The U.S. Team won 11 medals on Thursday, the final day of competition and finished with 56 medals to take the top spot in the overall medal count for the first time at a major Paralympic competition (Paralympic Games or World Championships).
The U.S. wasted little time jumping out to the early lead on December 2, highlighted by a world record-breaking performance in the Women's 34 pt. 4x100m freestyle relay. The team of April Kerley, Ashley Owens (Stockbridge, Ga.), Erin Popovich (Silverbow, Mont.), and Jessica Long (Dundalk, Md.) blew away the field, finishing in 4:30.66 and cutting more than eight seconds off the previous world record time.
Kerley started swimming at age six and began competing two years later. She swam for Dublin Coffman High School in Columbus, Ohio, and collegiately at Xavier University for one season. After learning about Paralympic swimming, she ended a seven-year hiatus from the sport and began training to compete internationally.
Kerley earned her bachelor's degree in public relations and currently works full-time as the marketing director at The Financial Network Group, in Cincinnati. She visits local schools to discuss Paralympic sport and encourages kids to be active. Kerley also mentors a Xavier University student-athlete.
Kerley is a registered swimmer with USA Swimming at the Seneca Aquatic Klub, under the direction of Ohio Northern University swimming coach Peggy Ewald. Kerley also trains with the Wilmington College swim team and their head coach, Trip Breen, as well as coach Doug Gibson, a physical therapy assistant and president of the Sensible Fitness Personal Training Center.

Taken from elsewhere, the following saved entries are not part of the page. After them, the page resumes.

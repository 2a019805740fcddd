use crate::endpoints::delivery_receipt;
use crate::error::Result;
use crate::notify::ConfirmPrompt;
use crate::resource::{Mutation, Resource};
use common::{DeliveryReceiptForm, DeliveryReceiptPayload, DeliveryReceiptRow};
use serde_json::Value;

#[derive(Debug, Clone, Copy, Default)]
pub struct DeliveryReceipts;

impl Resource for DeliveryReceipts {
    type Row = DeliveryReceiptRow;
    type Form = DeliveryReceiptForm;

    const LABEL: &'static str = "Delivery receipt";
    const FORM_FIELDS: &'static [&'static str] = &[
        "project_id",
        "customer_id",
        "sales_order_id",
        "sales_invoice_id",
    ];

    fn list_path(&self, page: u32) -> String {
        delivery_receipt::get_all(page)
    }

    fn row_from_record(&self, record: &Value) -> DeliveryReceiptRow {
        DeliveryReceiptRow::from_record(record)
    }

    fn row_id(&self, row: &DeliveryReceiptRow) -> String {
        row.id.clone()
    }

    fn form_from_row(&self, row: &DeliveryReceiptRow) -> DeliveryReceiptForm {
        DeliveryReceiptForm::from(row)
    }

    fn create_request(&self, form: &DeliveryReceiptForm) -> Result<Mutation> {
        Mutation::post(
            delivery_receipt::CREATE,
            &DeliveryReceiptPayload::create(form),
        )
    }

    fn update_request(&self, id: &str, form: &DeliveryReceiptForm) -> Result<Mutation> {
        Mutation::put(
            delivery_receipt::update(id),
            &DeliveryReceiptPayload::update(form),
        )
    }

    fn delete_request(&self, row: &DeliveryReceiptRow) -> Mutation {
        Mutation::delete(delivery_receipt::delete(&row.id))
    }

    fn delete_prompt(&self, row: &DeliveryReceiptRow) -> ConfirmPrompt {
        ConfirmPrompt::delete(Self::LABEL, &row.dr_number)
    }
}
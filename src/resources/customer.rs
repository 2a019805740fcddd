use crate::endpoints::customer;
use crate::error::Result;
use crate::notify::ConfirmPrompt;
use crate::resource::{Mutation, Resource};
use common::{CustomerForm, CustomerPayload, CustomerRow};
use serde_json::Value;

/// Customers share one upsert route; an empty body id creates.
#[derive(Debug, Clone, Copy, Default)]
pub struct Customers;

impl Resource for Customers {
    type Row = CustomerRow;
    type Form = CustomerForm;

    const LABEL: &'static str = "Customer";
    const FORM_FIELDS: &'static [&'static str] = &["name", "org", "location", "tin"];

    fn list_path(&self, _page: u32) -> String {
        customer::GET_ALL.to_string()
    }

    fn row_from_record(&self, record: &Value) -> CustomerRow {
        CustomerRow::from_record(record)
    }

    fn row_id(&self, row: &CustomerRow) -> String {
        row.id.clone()
    }

    fn form_from_row(&self, row: &CustomerRow) -> CustomerForm {
        CustomerForm::from(row)
    }

    fn create_request(&self, form: &CustomerForm) -> Result<Mutation> {
        let mut payload = CustomerPayload::from(form);
        payload.id = String::new();
        Mutation::post(customer::ADD_OR_UPDATE, &payload)
    }

    fn update_request(&self, id: &str, form: &CustomerForm) -> Result<Mutation> {
        let mut payload = CustomerPayload::from(form);
        payload.id = id.to_string();
        Mutation::post(customer::ADD_OR_UPDATE, &payload)
    }

    fn delete_request(&self, row: &CustomerRow) -> Mutation {
        Mutation::delete_by_body_id(customer::DELETE, &row.id)
    }

    fn delete_prompt(&self, row: &CustomerRow) -> ConfirmPrompt {
        ConfirmPrompt::delete(Self::LABEL, &row.name)
    }
}
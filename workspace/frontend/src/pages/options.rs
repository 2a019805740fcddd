//! Dropdown option mappers for records fetched from list routes.

use crate::hooks::SelectOption;
use common::converters::{record_id, text};
use serde_json::Value;

pub const AIRCON_TYPES: &[(&str, &str)] = &[
    ("window", "Window"),
    ("split", "Split"),
    ("cassette", "Cassette"),
    ("vrf", "VRF"),
];

pub const UNIT_TYPES: &[(&str, &str)] = &[("indoor", "Indoor unit"), ("outdoor", "Outdoor unit")];

/// Options from a fixed `(value, label)` list.
pub fn fixed(pairs: &[(&str, &str)]) -> Vec<SelectOption> {
    pairs
        .iter()
        .map(|(value, label)| (value.to_string(), label.to_string()))
        .collect()
}

pub fn customer(record: &Value) -> SelectOption {
    (record_id(record), text(record, &["customername", "name"]))
}

pub fn project(record: &Value) -> SelectOption {
    (record_id(record), text(record, &["project_name", "projectName", "name"]))
}

pub fn supplier(record: &Value) -> SelectOption {
    (record_id(record), text(record, &["supplier_name", "supplierName", "name"]))
}

pub fn sales_order(record: &Value) -> SelectOption {
    let id = record_id(record);
    let project = text(record, &["project_name", "projectName"]);
    let label = if project.is_empty() {
        id.clone()
    } else {
        format!("{} ({})", project, id)
    };
    (id, label)
}

pub fn purchase_order(record: &Value) -> SelectOption {
    let id = record_id(record);
    let number = text(record, &["poId", "po_id", "po_number"]);
    (id.clone(), if number.is_empty() { id } else { number })
}

pub fn supplier_dr(record: &Value) -> SelectOption {
    (record_id(record), text(record, &["supplier_dr_no", "dr_number"]))
}

pub fn invoice(record: &Value) -> SelectOption {
    (record_id(record), text(record, &["invoice_no", "invoiceNo"]))
}

/// "Name - Model (Brand)", skipping whatever is missing.
pub fn aircon(record: &Value) -> SelectOption {
    let mut label = text(record, &["name", "aircon_name"]);
    let model = text(record, &["model", "aircon_model_number"]);
    if !model.is_empty() {
        label = format!("{} - {}", label, model);
    }
    let brand = text(record, &["brand"]);
    if !brand.is_empty() {
        label = format!("{} ({})", label, brand);
    }
    (record_id(record), label)
}
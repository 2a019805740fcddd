use super::options;
use crate::components::form::{field, FormCard, RowActions, SelectField, TextField};
use crate::components::pagination::Pagination;
use crate::components::registry::RegistryHeader;
use crate::components::table::PolarisTable;
use crate::hooks::{use_entity_store, use_options, StoreHandle};
use common::sales_invoice::{NON_VATABLE, VATABLE, VAT_EXEMPT};
use common::{InvoiceItemForm, SalesInvoiceForm, SalesInvoiceRow};
use polaris::endpoints::{project as projects, supplier};
use polaris::resources::SalesInvoices;
use polaris::store::Mode;
use polaris::table::{project, Column};
use web_sys::{HtmlInputElement, HtmlSelectElement};
use yew::prelude::*;

const COLUMNS: &[Column] = &[
    Column::new("invoice_no", "Invoice No."),
    Column::new("project", "Project"),
    Column::new("invoice_date", "Invoice Date"),
    Column::new("due_date", "Due Date"),
    Column::right("total", "Grand Total"),
    Column::right("actions", ""),
];

const VAT_TYPES: &[(&str, &str)] = &[
    (VATABLE, "Vatable (12%)"),
    (NON_VATABLE, "Non-vatable"),
    (VAT_EXEMPT, "VAT exempt"),
];

const ITEM_UNITS: &[&str] = &["unit", "pcs", "set"];

fn cell(store: &StoreHandle<SalesInvoices>, row: &SalesInvoiceRow, key: &str, busy: bool) -> Html {
    match key {
        "invoice_no" => html! { <span class="font-mono text-sm">{&row.invoice_no}</span> },
        "project" => html! { <span class="font-semibold">{&row.project_name}</span> },
        "invoice_date" => html! { {&row.invoice_date} },
        "due_date" => html! { {&row.due_date} },
        "total" => html! { <span class="font-mono">{format!("{:.2}", row.grand_total)}</span> },
        "actions" => {
            let (edit_store, edit_row) = (store.clone(), row.clone());
            let (delete_store, delete_row) = (store.clone(), row.clone());
            html! {
                <RowActions
                    disabled={busy}
                    on_edit={Callback::from(move |_| edit_store.edit(edit_row.clone()))}
                    on_delete={Callback::from(move |_| delete_store.remove(delete_row.clone()))}
                />
            }
        }
        _ => html! {},
    }
}

#[function_component(SalesInvoicesPage)]
pub fn sales_invoices_page() -> Html {
    let (store, state) = use_entity_store(SalesInvoices);

    if state.mode == Mode::Create {
        let key = state.editing.as_ref().map(|row| row.id.clone()).unwrap_or_default();
        let editing = state.is_editing();
        return html! { <SalesInvoiceEditor key={key} store={store.clone()} saving={state.saving} {editing} /> };
    }

    let busy = state.loading || state.saving;
    let view = project(COLUMNS, &state.items, |row, key, _| cell(&store, row, key, busy));

    let on_add = {
        let store = store.clone();
        Callback::from(move |_| store.begin_create())
    };
    let on_retry = {
        let store = store.clone();
        let page = state.page;
        Callback::from(move |_| store.load(page))
    };
    let on_page_change = {
        let store = store.clone();
        Callback::from(move |page| store.load(page))
    };

    html! {
        <>
            <RegistryHeader title="Sales Invoices" total={state.total} add_label="Create Invoice" {on_add} busy={busy} />
            <PolarisTable {view} loading={state.loading} empty_message="No invoices yet"
                error={state.error.clone()} on_retry={Some(on_retry)} />
            <Pagination
                current_page={state.page}
                total_pages={state.total_pages}
                total_items={state.total}
                {on_page_change}
                disabled={busy}
            />
        </>
    }
}

#[derive(Properties, PartialEq)]
struct EditorProps {
    store: StoreHandle<SalesInvoices>,
    saving: bool,
    editing: bool,
}

fn item_input(
    form: &UseStateHandle<SalesInvoiceForm>,
    index: usize,
    apply: fn(&mut InvoiceItemForm, String),
) -> Callback<InputEvent> {
    let form = form.clone();
    Callback::from(move |e: InputEvent| {
        let input: HtmlInputElement = e.target_unchecked_into();
        let mut next = (*form).clone();
        if let Some(item) = next.items.get_mut(index) {
            apply(item, input.value());
        }
        form.set(next);
    })
}

fn item_unit(form: &UseStateHandle<SalesInvoiceForm>, index: usize) -> Callback<Event> {
    let form = form.clone();
    Callback::from(move |e: Event| {
        let select: HtmlSelectElement = e.target_unchecked_into();
        let mut next = (*form).clone();
        if let Some(item) = next.items.get_mut(index) {
            item.unit = select.value();
        }
        form.set(next);
    })
}

#[function_component(SalesInvoiceEditor)]
fn sales_invoice_editor(props: &EditorProps) -> Html {
    let form = use_state(|| props.store.draft());
    let supplier_options = use_options(supplier::GET_ALL.to_string(), options::supplier);
    let project_options = use_options(projects::get_all(1), options::project);

    let on_add_item = {
        let form = form.clone();
        Callback::from(move |_| {
            let mut next = (*form).clone();
            next.items.push(InvoiceItemForm::default());
            form.set(next);
        })
    };

    let on_submit = {
        let store = props.store.clone();
        let form = form.clone();
        Callback::from(move |_| store.submit((*form).clone()))
    };
    let on_cancel = {
        let store = props.store.clone();
        Callback::from(move |_| store.cancel_edit())
    };

    html! {
        <FormCard title="Invoice" saving={props.saving} editing={props.editing} {on_submit} {on_cancel}>
            <SelectField label="Supplier" required={true} value={form.supplier_id.clone()}
                options={supplier_options} placeholder="Choose supplier"
                on_change={field(&form, |f, v| f.supplier_id = v)} />
            <SelectField label="Project" required={true} value={form.project_id.clone()}
                options={project_options} placeholder="Choose project"
                on_change={field(&form, |f, v| f.project_id = v)} />
            <TextField label="Invoice Number" required={true} value={form.invoice_number.clone()}
                on_input={field(&form, |f, v| f.invoice_number = v)} />
            <TextField label="Invoice Date" input_type="date" required={true} value={form.invoice_date.clone()}
                on_input={field(&form, |f, v| f.invoice_date = v)} />
            <TextField label="Delivery Number" value={form.delivery_number.clone()}
                on_input={field(&form, |f, v| f.delivery_number = v)} />
            <TextField label="Purchase Order No." value={form.po_number.clone()}
                on_input={field(&form, |f, v| f.po_number = v)} />
            <TextField label="Due Date" input_type="date" required={true} value={form.due_date.clone()}
                on_input={field(&form, |f, v| f.due_date = v)} />
            <TextField label="Delivery Address" value={form.delivery_address.clone()}
                on_input={field(&form, |f, v| f.delivery_address = v)} />
            <SelectField label="VAT Type" required={true} value={form.vat_type.clone()}
                options={options::fixed(VAT_TYPES)} placeholder="Select VAT type"
                on_change={field(&form, |f, v| f.vat_type = v)} />

            <div class="md:col-span-2 space-y-2">
                <div class="flex items-center justify-between">
                    <span class="font-semibold">{"Items"}</span>
                    <button type="button" class="btn btn-sm btn-outline" onclick={on_add_item}>
                        <i class="fas fa-plus"></i>{" Add Item"}
                    </button>
                </div>
                <table class="table table-sm w-full">
                    <thead>
                        <tr>
                            <th>{"Description"}</th>
                            <th>{"Qty"}</th>
                            <th>{"Unit"}</th>
                            <th class="text-right">{"Unit Price"}</th>
                            <th class="text-right">{"Amount"}</th>
                            <th></th>
                        </tr>
                    </thead>
                    <tbody>
                        {for form.items.iter().enumerate().map(|(index, item)| {
                            let on_remove = {
                                let form = form.clone();
                                Callback::from(move |_| {
                                    let mut next = (*form).clone();
                                    next.items.remove(index);
                                    form.set(next);
                                })
                            };
                            html! {
                                <tr key={index}>
                                    <td>
                                        <input type="text" class="input input-bordered input-sm w-full"
                                            value={item.description.clone()}
                                            oninput={item_input(&form, index, |i, v| i.description = v)} />
                                    </td>
                                    <td>
                                        <input type="number" min="1" class="input input-bordered input-sm w-20"
                                            value={item.qty.clone()}
                                            oninput={item_input(&form, index, |i, v| i.qty = v)} />
                                    </td>
                                    <td>
                                        <select class="select select-bordered select-sm" onchange={item_unit(&form, index)}>
                                            {for ITEM_UNITS.iter().map(|unit| html! {
                                                <option value={*unit} selected={item.unit == *unit}>{*unit}</option>
                                            })}
                                        </select>
                                    </td>
                                    <td class="text-right">
                                        <input type="number" step="0.01" class="input input-bordered input-sm w-28 text-right"
                                            value={item.unit_price.clone()}
                                            oninput={item_input(&form, index, |i, v| i.unit_price = v)} />
                                    </td>
                                    <td class="text-right font-mono">{format!("{:.2}", item.amount())}</td>
                                    <td>
                                        <button type="button" class="btn btn-ghost btn-xs text-error" onclick={on_remove}>
                                            <i class="fas fa-times"></i>
                                        </button>
                                    </td>
                                </tr>
                            }
                        })}
                    </tbody>
                </table>
                <div class="text-right space-y-1">
                    <div>{format!("Total sales: {:.2}", form.total_sales())}</div>
                    <div>{format!("VAT: {:.2}", form.vat())}</div>
                    <div class="font-semibold">{format!("Grand total: {:.2}", form.grand_total())}</div>
                </div>
            </div>
        </FormCard>
    }
}
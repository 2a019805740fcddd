//! Column/row projection behind the generic data table.

#[derive(Debug, Clone, Copy, PartialEq, Eq, Default)]
pub enum Align {
    #[default]
    Left,
    Right,
}

impl Align {
    /// CSS class used by the table component.
    pub fn class(&self) -> &'static str {
        match self {
            Align::Left => "text-left",
            Align::Right => "text-right",
        }
    }
}

#[derive(Debug, Clone, PartialEq, Eq)]
pub struct Column {
    pub key: &'static str,
    pub header: &'static str,
    pub align: Align,
}

impl Column {
    pub const fn new(key: &'static str, header: &'static str) -> Self {
        Self {
            key,
            header,
            align: Align::Left,
        }
    }

    pub const fn right(key: &'static str, header: &'static str) -> Self {
        Self {
            key,
            header,
            align: Align::Right,
        }
    }
}

#[derive(Debug, Clone, PartialEq)]
pub struct HeaderCell {
    pub key: &'static str,
    pub label: &'static str,
    pub align: Align,
}

#[derive(Debug, Clone, PartialEq)]
pub struct Cell<C> {
    pub key: &'static str,
    pub align: Align,
    pub content: C,
}

#[derive(Debug, Clone, PartialEq)]
pub struct TableView<C> {
    pub headers: Vec<HeaderCell>,
    pub rows: Vec<Vec<Cell<C>>>,
}

impl<C> TableView<C> {
    pub fn is_empty(&self) -> bool {
        self.rows.is_empty()
    }
}

/// One header per column, one row per item with one cell per column in
/// column order. `get_cell` receives the item, the column key and the row
/// index.
pub fn project<T, C>(
    columns: &[Column],
    data: &[T],
    mut get_cell: impl FnMut(&T, &str, usize) -> C,
) -> TableView<C> {
    let headers = columns
        .iter()
        .map(|column| HeaderCell {
            key: column.key,
            label: column.header,
            align: column.align,
        })
        .collect();

    let rows = data
        .iter()
        .enumerate()
        .map(|(index, item)| {
            columns
                .iter()
                .map(|column| Cell {
                    key: column.key,
                    align: column.align,
                    content: get_cell(item, column.key, index),
                })
                .collect()
        })
        .collect();

    TableView { headers, rows }
}
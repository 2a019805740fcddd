use crate::converters::{decimal, integer, record_id, text};
use rust_decimal::Decimal;
use rust_decimal::prelude::ToPrimitive;
use serde::{Deserialize, Serialize};
use serde_json::Value;
use validator::Validate;

/// Goods received against a supplier delivery receipt, purchase order, sales
/// order and supplier invoice.
#[derive(Debug, Clone, PartialEq, Serialize, Deserialize)]
pub struct ReceivingReportRow {
    pub id: String,
    pub sku: String,
    pub barcode: String,
    pub model_number: String,
    pub aircon_name: String,
    pub hp: String,
    pub aircon_type: String,
    pub unit: String,
    pub quantity: i64,
    pub price: Decimal,
    pub supplier_dr_id: String,
    pub supplier_invoice_id: String,
    pub purchase_order_id: String,
    pub sales_order_id: String,
    #[serde(skip)]
    pub raw: Value,
}

impl ReceivingReportRow {
    pub fn from_record(record: &Value) -> Self {
        Self {
            id: record_id(record),
            sku: text(record, &["sku"]),
            barcode: text(record, &["barcode"]),
            model_number: text(record, &["aircon_model_number"]),
            aircon_name: text(record, &["aircon_name"]),
            hp: text(record, &["hp"]),
            aircon_type: text(record, &["type_of_aircon"]),
            unit: text(record, &["indoor_outdoor_unit"]),
            quantity: integer(record, &["quantity"]),
            price: decimal(record, &["price"]),
            supplier_dr_id: text(record, &["supplier_dr_id", "supplierDrId"]),
            supplier_invoice_id: text(record, &["supplier_invoice_id", "supplierInvoiceId"]),
            purchase_order_id: text(record, &["purchase_order_id", "purchaseOrderId"]),
            sales_order_id: text(record, &["sales_order_id", "salesOrderId"]),
            raw: record.clone(),
        }
    }
}

/// Receiving report draft; serialized as-is for `rr-create`.
#[derive(Debug, Clone, Default, PartialEq, Serialize, Validate)]
pub struct ReceivingReportForm {
    #[validate(length(min = 1, message = "Supplier delivery receipt is required"))]
    pub supplier_dr_id: String,
    #[validate(length(min = 1, message = "Purchase order is required"))]
    pub purchase_order_id: String,
    #[validate(length(min = 1, message = "Sales order is required"))]
    pub sales_order_id: String,
    #[validate(length(min = 1, message = "Supplier invoice is required"))]
    pub supplier_invoice_id: String,
    #[validate(length(min = 1, message = "SKU is required"))]
    pub sku: String,
    #[validate(length(min = 1, message = "Please scan the barcode"))]
    pub barcode: String,
    pub aircon_model_number: String,
    pub aircon_name: String,
    pub type_of_aircon: String,
    pub hp: String,
    pub indoor_outdoor_unit: String,
    pub quantity: i64,
    #[validate(range(min = 0.01, message = "Please enter a valid price"))]
    pub price: f64,
}

impl ReceivingReportForm {
    /// Empty draft with a pre-generated SKU.
    pub fn with_sku(sku: impl Into<String>) -> Self {
        Self {
            sku: sku.into(),
            ..Default::default()
        }
    }
}

impl From<&ReceivingReportRow> for ReceivingReportForm {
    fn from(row: &ReceivingReportRow) -> Self {
        Self {
            supplier_dr_id: row.supplier_dr_id.clone(),
            purchase_order_id: row.purchase_order_id.clone(),
            sales_order_id: row.sales_order_id.clone(),
            supplier_invoice_id: row.supplier_invoice_id.clone(),
            sku: row.sku.clone(),
            barcode: row.barcode.clone(),
            aircon_model_number: row.model_number.clone(),
            aircon_name: row.aircon_name.clone(),
            type_of_aircon: row.aircon_type.to_lowercase(),
            hp: row.hp.clone(),
            indoor_outdoor_unit: row.unit.to_lowercase(),
            quantity: row.quantity,
            price: row.price.to_f64().unwrap_or(0.0),
        }
    }
}

/// Body of `rr-create`. Re-posting with an `id` replaces that report.
#[derive(Debug, Clone, PartialEq, Serialize)]
pub struct ReceivingReportPayload<'a> {
    #[serde(skip_serializing_if = "Option::is_none")]
    pub id: Option<&'a str>,
    #[serde(flatten)]
    pub form: &'a ReceivingReportForm,
}
use crate::hooks::SelectOption;
use web_sys::{HtmlInputElement, HtmlSelectElement, HtmlTextAreaElement};
use yew::prelude::*;

/// Callback that writes one field of the draft held in `form`.
pub fn field<F: Clone + 'static>(form: &UseStateHandle<F>, apply: fn(&mut F, String)) -> Callback<String> {
    let form = form.clone();
    Callback::from(move |value: String| {
        let mut next = (*form).clone();
        apply(&mut next, value);
        form.set(next);
    })
}

/// Blank for zero so an empty draft shows empty inputs.
pub fn number_text<N: PartialEq + Default + ToString>(value: N) -> String {
    if value == N::default() {
        String::new()
    } else {
        value.to_string()
    }
}

#[derive(Properties, PartialEq)]
pub struct TextFieldProps {
    pub label: AttrValue,
    pub value: AttrValue,
    pub on_input: Callback<String>,
    #[prop_or(AttrValue::Static("text"))]
    pub input_type: AttrValue,
    #[prop_or_default]
    pub placeholder: AttrValue,
    #[prop_or_default]
    pub required: bool,
    #[prop_or_default]
    pub disabled: bool,
}

#[function_component(TextField)]
pub fn text_field(props: &TextFieldProps) -> Html {
    let oninput = {
        let on_input = props.on_input.clone();
        Callback::from(move |e: InputEvent| {
            let input: HtmlInputElement = e.target_unchecked_into();
            on_input.emit(input.value());
        })
    };

    html! {
        <div class="form-control">
            <label class="label">
                <span class="label-text">
                    {&props.label}
                    if props.required { <span class="text-error">{" *"}</span> }
                </span>
            </label>
            <input
                type={props.input_type.clone()}
                class="input input-bordered w-full"
                placeholder={props.placeholder.clone()}
                value={props.value.clone()}
                disabled={props.disabled}
                {oninput}
            />
        </div>
    }
}

#[derive(Properties, PartialEq)]
pub struct TextAreaFieldProps {
    pub label: AttrValue,
    pub value: AttrValue,
    pub on_input: Callback<String>,
    #[prop_or_default]
    pub placeholder: AttrValue,
}

#[function_component(TextAreaField)]
pub fn text_area_field(props: &TextAreaFieldProps) -> Html {
    let oninput = {
        let on_input = props.on_input.clone();
        Callback::from(move |e: InputEvent| {
            let input: HtmlTextAreaElement = e.target_unchecked_into();
            on_input.emit(input.value());
        })
    };

    html! {
        <div class="form-control">
            <label class="label">
                <span class="label-text">{&props.label}</span>
            </label>
            <textarea
                class="textarea textarea-bordered w-full"
                placeholder={props.placeholder.clone()}
                value={props.value.clone()}
                {oninput}
            />
        </div>
    }
}

#[derive(Properties, PartialEq)]
pub struct SelectFieldProps {
    pub label: AttrValue,
    pub value: AttrValue,
    pub options: Vec<SelectOption>,
    pub on_change: Callback<String>,
    #[prop_or(AttrValue::Static("Select..."))]
    pub placeholder: AttrValue,
    #[prop_or_default]
    pub required: bool,
    #[prop_or_default]
    pub disabled: bool,
}

#[function_component(SelectField)]
pub fn select_field(props: &SelectFieldProps) -> Html {
    let onchange = {
        let on_change = props.on_change.clone();
        Callback::from(move |e: Event| {
            let select: HtmlSelectElement = e.target_unchecked_into();
            on_change.emit(select.value());
        })
    };

    html! {
        <div class="form-control">
            <label class="label">
                <span class="label-text">
                    {&props.label}
                    if props.required { <span class="text-error">{" *"}</span> }
                </span>
            </label>
            <select class="select select-bordered w-full" disabled={props.disabled} {onchange}>
                <option value="" selected={props.value.is_empty()}>{&props.placeholder}</option>
                {for props.options.iter().map(|(value, label)| html! {
                    <option value={value.clone()} selected={*value == props.value.as_str()}>
                        {label}
                    </option>
                })}
            </select>
        </div>
    }
}

#[derive(Properties, PartialEq)]
pub struct FormCardProps {
    pub title: AttrValue,
    pub saving: bool,
    pub editing: bool,
    pub on_submit: Callback<()>,
    pub on_cancel: Callback<()>,
    pub children: Children,
}

/// Form frame with the cancel and save actions. Submit stays disabled while
/// a save is in flight.
#[function_component(FormCard)]
pub fn form_card(props: &FormCardProps) -> Html {
    let onsubmit = {
        let on_submit = props.on_submit.clone();
        Callback::from(move |e: SubmitEvent| {
            e.prevent_default();
            on_submit.emit(());
        })
    };
    let on_cancel = {
        let on_cancel = props.on_cancel.clone();
        Callback::from(move |_| on_cancel.emit(()))
    };
    let heading = if props.editing {
        format!("Edit {}", props.title)
    } else {
        format!("New {}", props.title)
    };

    html! {
        <div class="card bg-base-100 shadow">
            <form class="card-body space-y-4" {onsubmit}>
                <h2 class="card-title">{heading}</h2>
                <div class="grid grid-cols-1 md:grid-cols-2 gap-4">
                    {props.children.clone()}
                </div>
                <div class="card-actions justify-end">
                    <button type="button" class="btn" onclick={on_cancel} disabled={props.saving}>
                        {"Cancel"}
                    </button>
                    <button type="submit" class="btn btn-primary" disabled={props.saving}>
                        if props.saving {
                            <span class="loading loading-spinner"></span>
                        }
                        {if props.editing { "Update" } else { "Save" }}
                    </button>
                </div>
            </form>
        </div>
    }
}

#[derive(Properties, PartialEq)]
pub struct RowActionsProps {
    pub on_edit: Callback<()>,
    pub on_delete: Callback<()>,
    #[prop_or_default]
    pub disabled: bool,
}

#[function_component(RowActions)]
pub fn row_actions(props: &RowActionsProps) -> Html {
    let on_edit = {
        let on_edit = props.on_edit.clone();
        Callback::from(move |_| on_edit.emit(()))
    };
    let on_delete = {
        let on_delete = props.on_delete.clone();
        Callback::from(move |_| on_delete.emit(()))
    };

    html! {
        <div class="flex justify-end gap-1">
            <button class="btn btn-ghost btn-xs" title="Edit" onclick={on_edit} disabled={props.disabled}>
                <i class="fas fa-edit"></i>
            </button>
            <button class="btn btn-ghost btn-xs text-error" title="Delete" onclick={on_delete} disabled={props.disabled}>
                <i class="fas fa-trash"></i>
            </button>
        </div>
    }
}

In addition to training at Wilmington College and her local U.S. Masters Swim Team, she competes in 5K and 10K charity races.
Earlier this year, Kerley set the American and Pan American record in the S9 50m freestyle at the U.S. Paralympics Swimming National Championships, San Antonio, Texas. She is ranked third in the World.
Kerley was born without her right hand and swims in the S9 classification. Swimming for men and women has been a part of the Paralympic program since the first Games in 1960 in Rome, Italy. Paralympic swimming competitions occur in 50-meter pools and, while competing, no prostheses or assistive devices may be worn.
S9 (S before the Class represents Freestyle, Backstroke and Butterfly)
Examples: Swimmers with severe weakness in one leg only; swimmers with very slight coordination problems; swimmers with one limb loss Unless there is an underlying medical condition usually all of these athletes will start out of the water.